[Saved data entries]
☆ ☆ ☆ ☆

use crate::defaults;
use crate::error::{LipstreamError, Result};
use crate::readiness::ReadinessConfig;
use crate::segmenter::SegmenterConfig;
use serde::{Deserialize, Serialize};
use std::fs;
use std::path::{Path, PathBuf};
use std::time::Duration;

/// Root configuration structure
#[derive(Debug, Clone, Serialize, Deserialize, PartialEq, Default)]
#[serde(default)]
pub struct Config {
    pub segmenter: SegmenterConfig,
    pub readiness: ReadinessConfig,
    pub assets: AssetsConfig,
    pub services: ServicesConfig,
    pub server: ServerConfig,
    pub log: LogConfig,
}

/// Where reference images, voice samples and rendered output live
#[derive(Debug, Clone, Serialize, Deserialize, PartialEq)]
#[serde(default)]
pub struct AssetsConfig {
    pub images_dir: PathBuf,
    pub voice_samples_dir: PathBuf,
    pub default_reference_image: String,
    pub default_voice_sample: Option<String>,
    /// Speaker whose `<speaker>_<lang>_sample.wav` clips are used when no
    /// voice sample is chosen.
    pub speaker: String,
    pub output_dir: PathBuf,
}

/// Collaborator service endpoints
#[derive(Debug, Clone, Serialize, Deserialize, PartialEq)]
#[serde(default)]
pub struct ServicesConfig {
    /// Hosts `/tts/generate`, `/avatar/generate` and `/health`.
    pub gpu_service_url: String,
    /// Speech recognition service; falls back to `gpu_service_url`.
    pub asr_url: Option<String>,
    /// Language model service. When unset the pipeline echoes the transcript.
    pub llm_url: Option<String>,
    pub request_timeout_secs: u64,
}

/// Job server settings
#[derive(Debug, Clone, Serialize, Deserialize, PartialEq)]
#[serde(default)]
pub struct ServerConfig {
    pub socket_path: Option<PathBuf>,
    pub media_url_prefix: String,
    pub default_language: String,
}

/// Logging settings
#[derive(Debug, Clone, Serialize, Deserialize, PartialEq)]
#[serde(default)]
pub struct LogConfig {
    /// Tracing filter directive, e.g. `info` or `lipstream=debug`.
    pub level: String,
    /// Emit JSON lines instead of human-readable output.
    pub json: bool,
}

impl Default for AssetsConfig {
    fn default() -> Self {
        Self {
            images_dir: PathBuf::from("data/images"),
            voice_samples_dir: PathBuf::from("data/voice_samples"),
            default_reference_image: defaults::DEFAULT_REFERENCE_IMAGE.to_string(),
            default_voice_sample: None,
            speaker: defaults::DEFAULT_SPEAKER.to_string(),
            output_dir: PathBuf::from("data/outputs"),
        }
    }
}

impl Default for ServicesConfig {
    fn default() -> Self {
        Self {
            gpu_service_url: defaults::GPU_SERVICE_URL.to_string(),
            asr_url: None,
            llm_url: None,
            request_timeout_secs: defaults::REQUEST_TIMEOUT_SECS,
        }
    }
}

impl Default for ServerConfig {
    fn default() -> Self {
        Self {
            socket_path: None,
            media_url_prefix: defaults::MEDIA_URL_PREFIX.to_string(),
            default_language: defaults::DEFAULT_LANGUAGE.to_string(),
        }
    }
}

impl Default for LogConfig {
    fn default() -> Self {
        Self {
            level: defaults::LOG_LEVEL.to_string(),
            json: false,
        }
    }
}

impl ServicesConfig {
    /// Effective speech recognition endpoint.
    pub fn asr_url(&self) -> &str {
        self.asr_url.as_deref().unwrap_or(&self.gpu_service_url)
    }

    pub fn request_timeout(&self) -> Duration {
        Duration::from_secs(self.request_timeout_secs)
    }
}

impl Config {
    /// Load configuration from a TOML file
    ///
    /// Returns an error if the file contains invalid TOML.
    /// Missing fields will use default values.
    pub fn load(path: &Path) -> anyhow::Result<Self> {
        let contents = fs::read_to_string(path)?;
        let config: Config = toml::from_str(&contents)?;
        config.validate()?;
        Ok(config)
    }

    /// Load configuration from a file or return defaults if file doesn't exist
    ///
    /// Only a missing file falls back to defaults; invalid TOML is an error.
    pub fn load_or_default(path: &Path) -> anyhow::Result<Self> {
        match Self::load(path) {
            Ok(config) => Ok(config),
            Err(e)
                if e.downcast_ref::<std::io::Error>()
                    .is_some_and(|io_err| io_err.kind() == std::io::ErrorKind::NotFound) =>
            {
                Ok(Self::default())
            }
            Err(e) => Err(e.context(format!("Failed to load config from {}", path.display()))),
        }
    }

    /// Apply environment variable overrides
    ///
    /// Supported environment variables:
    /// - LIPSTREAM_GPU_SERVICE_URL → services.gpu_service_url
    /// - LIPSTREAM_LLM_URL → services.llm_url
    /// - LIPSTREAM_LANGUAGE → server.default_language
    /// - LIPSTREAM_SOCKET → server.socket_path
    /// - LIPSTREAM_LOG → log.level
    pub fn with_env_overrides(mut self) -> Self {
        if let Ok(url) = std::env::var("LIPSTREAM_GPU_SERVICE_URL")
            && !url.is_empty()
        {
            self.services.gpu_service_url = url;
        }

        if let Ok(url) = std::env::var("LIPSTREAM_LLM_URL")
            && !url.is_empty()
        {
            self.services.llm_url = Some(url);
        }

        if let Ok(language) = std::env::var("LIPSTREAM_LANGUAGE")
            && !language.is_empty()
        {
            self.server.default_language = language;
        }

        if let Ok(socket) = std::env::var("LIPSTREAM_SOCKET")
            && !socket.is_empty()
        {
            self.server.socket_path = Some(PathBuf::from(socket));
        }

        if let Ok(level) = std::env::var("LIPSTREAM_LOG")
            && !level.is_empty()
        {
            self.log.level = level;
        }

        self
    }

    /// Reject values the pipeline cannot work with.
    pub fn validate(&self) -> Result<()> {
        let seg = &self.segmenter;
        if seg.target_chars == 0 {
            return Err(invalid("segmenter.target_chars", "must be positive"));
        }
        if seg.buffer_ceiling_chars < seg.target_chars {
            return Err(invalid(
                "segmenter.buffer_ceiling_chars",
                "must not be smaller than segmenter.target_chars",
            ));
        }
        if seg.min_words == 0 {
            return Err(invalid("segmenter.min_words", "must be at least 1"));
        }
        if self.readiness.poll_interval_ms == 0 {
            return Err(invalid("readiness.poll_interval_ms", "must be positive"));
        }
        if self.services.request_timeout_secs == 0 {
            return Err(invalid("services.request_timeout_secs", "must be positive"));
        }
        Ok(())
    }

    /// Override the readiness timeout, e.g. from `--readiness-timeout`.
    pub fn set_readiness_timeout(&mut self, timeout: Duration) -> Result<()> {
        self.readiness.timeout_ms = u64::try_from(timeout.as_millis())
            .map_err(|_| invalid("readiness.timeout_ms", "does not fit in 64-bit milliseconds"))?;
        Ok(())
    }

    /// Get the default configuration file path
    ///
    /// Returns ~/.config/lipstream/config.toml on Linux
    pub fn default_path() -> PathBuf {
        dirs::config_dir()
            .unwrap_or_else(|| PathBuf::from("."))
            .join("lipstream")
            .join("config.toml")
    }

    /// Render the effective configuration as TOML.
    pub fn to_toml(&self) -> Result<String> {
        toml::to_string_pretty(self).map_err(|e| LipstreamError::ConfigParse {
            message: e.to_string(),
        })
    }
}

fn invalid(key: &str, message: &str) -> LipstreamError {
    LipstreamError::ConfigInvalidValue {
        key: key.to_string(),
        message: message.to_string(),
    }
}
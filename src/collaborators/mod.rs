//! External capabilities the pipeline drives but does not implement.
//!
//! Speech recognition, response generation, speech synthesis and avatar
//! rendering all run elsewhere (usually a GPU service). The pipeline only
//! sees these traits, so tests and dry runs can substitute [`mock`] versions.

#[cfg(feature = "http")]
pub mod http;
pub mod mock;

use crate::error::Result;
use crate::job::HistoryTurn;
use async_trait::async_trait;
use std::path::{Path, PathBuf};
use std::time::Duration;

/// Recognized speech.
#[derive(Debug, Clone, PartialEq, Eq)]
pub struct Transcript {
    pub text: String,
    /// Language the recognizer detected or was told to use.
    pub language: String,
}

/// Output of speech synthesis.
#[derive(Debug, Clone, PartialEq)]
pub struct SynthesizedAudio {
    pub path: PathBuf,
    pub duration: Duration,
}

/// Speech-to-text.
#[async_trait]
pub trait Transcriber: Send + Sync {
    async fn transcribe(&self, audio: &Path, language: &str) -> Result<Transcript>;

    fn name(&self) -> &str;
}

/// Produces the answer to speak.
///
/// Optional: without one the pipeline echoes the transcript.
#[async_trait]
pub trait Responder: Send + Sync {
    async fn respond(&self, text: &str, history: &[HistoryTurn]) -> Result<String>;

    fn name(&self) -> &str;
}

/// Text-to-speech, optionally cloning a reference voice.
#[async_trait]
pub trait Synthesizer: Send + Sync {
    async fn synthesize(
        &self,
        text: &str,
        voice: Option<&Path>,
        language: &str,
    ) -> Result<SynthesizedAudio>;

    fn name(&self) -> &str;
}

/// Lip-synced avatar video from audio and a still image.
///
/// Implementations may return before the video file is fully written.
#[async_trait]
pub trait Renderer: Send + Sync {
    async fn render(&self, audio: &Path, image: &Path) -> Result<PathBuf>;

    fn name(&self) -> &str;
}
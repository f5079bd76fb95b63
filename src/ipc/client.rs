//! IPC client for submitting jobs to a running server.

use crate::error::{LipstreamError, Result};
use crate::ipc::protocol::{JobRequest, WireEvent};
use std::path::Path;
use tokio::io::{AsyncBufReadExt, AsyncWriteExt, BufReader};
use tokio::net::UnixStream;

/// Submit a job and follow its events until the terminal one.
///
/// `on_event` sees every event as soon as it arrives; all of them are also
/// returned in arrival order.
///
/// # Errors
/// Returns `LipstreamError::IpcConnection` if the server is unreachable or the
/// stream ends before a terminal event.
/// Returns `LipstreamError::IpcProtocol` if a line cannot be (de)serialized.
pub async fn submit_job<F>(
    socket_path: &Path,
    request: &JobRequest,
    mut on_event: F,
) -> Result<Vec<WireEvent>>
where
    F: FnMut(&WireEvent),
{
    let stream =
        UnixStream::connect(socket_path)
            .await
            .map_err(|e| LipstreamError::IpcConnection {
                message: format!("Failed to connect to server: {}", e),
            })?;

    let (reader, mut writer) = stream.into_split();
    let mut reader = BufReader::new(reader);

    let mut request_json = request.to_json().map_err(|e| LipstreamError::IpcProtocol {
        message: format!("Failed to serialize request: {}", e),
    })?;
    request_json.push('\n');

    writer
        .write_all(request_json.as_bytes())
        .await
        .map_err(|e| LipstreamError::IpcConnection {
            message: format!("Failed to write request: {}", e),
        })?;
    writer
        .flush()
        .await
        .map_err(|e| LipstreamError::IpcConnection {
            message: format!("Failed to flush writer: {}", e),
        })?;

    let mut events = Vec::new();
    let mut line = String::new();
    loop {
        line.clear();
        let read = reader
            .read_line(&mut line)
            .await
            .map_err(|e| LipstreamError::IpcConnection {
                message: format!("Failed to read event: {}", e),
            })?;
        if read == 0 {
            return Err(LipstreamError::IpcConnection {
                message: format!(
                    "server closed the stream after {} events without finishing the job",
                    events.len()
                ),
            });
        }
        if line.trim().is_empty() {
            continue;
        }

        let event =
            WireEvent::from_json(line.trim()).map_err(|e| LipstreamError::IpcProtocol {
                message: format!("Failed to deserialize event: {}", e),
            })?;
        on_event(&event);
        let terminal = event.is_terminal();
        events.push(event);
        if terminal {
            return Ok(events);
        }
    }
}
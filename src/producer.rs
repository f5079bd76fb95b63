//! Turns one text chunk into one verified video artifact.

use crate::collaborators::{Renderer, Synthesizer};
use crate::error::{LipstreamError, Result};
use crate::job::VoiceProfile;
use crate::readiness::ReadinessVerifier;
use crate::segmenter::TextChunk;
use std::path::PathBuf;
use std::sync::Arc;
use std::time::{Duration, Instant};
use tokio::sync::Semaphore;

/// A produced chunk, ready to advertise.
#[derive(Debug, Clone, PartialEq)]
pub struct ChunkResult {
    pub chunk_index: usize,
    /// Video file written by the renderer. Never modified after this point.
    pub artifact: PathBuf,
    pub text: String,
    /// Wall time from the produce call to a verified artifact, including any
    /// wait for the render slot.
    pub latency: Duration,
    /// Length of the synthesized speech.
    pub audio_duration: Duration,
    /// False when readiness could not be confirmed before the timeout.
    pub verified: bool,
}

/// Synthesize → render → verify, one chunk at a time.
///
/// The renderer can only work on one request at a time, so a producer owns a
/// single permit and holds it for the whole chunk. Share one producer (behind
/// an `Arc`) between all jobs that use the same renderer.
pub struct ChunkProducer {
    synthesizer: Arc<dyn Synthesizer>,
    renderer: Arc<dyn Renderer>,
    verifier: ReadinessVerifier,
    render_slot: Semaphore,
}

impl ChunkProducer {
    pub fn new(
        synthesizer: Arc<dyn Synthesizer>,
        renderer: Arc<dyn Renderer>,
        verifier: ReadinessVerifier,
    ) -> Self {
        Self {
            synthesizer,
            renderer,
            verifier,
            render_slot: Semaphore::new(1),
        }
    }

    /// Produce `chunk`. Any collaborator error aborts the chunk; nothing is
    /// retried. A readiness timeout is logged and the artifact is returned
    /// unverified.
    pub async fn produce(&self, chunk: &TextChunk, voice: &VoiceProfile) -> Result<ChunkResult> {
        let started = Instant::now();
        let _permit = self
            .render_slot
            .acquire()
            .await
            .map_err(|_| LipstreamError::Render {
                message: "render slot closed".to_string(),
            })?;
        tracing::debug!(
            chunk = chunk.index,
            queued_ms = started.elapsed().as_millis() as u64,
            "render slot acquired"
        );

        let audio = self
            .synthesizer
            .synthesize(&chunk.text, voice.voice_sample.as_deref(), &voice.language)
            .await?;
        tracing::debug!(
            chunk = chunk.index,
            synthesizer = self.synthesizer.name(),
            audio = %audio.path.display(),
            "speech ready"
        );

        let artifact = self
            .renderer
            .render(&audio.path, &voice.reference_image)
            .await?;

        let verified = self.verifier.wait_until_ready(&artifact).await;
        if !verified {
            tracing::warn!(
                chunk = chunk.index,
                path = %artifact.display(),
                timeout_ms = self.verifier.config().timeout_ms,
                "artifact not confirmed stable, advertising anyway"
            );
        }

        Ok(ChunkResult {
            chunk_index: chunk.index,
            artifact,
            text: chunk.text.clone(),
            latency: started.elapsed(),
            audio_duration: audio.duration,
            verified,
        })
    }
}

☆ ☆ ☆ ☆

### Assignment
Only the lines above from the line containing "pub struct ServicesConfig" through the line containing "of human-readable output." should be retyped, exactly and with both ends included.

### Response to the task
pub struct ServicesConfig {
    /// Hosts `/tts/generate`, `/avatar/generate` and `/health`.
    pub gpu_service_url: String,
    /// Speech recognition service; falls back to `gpu_service_url`.
    pub asr_url: Option<String>,
    /// Language model service. When unset the pipeline echoes the transcript.
    pub llm_url: Option<String>,
    pub request_timeout_secs: u64,
}

/// Job server settings
#[derive(Debug, Clone, Serialize, Deserialize, PartialEq)]
#[serde(default)]
pub struct ServerConfig {
    pub socket_path: Option<PathBuf>,
    pub media_url_prefix: String,
    pub default_language: String,
}

/// Logging settings
#[derive(Debug, Clone, Serialize, Deserialize, PartialEq)]
#[serde(default)]
pub struct LogConfig {
    /// Tracing filter directive, e.g. `info` or `lipstream=debug`.
    pub level: String,
    /// Emit JSON lines instead of human-readable output.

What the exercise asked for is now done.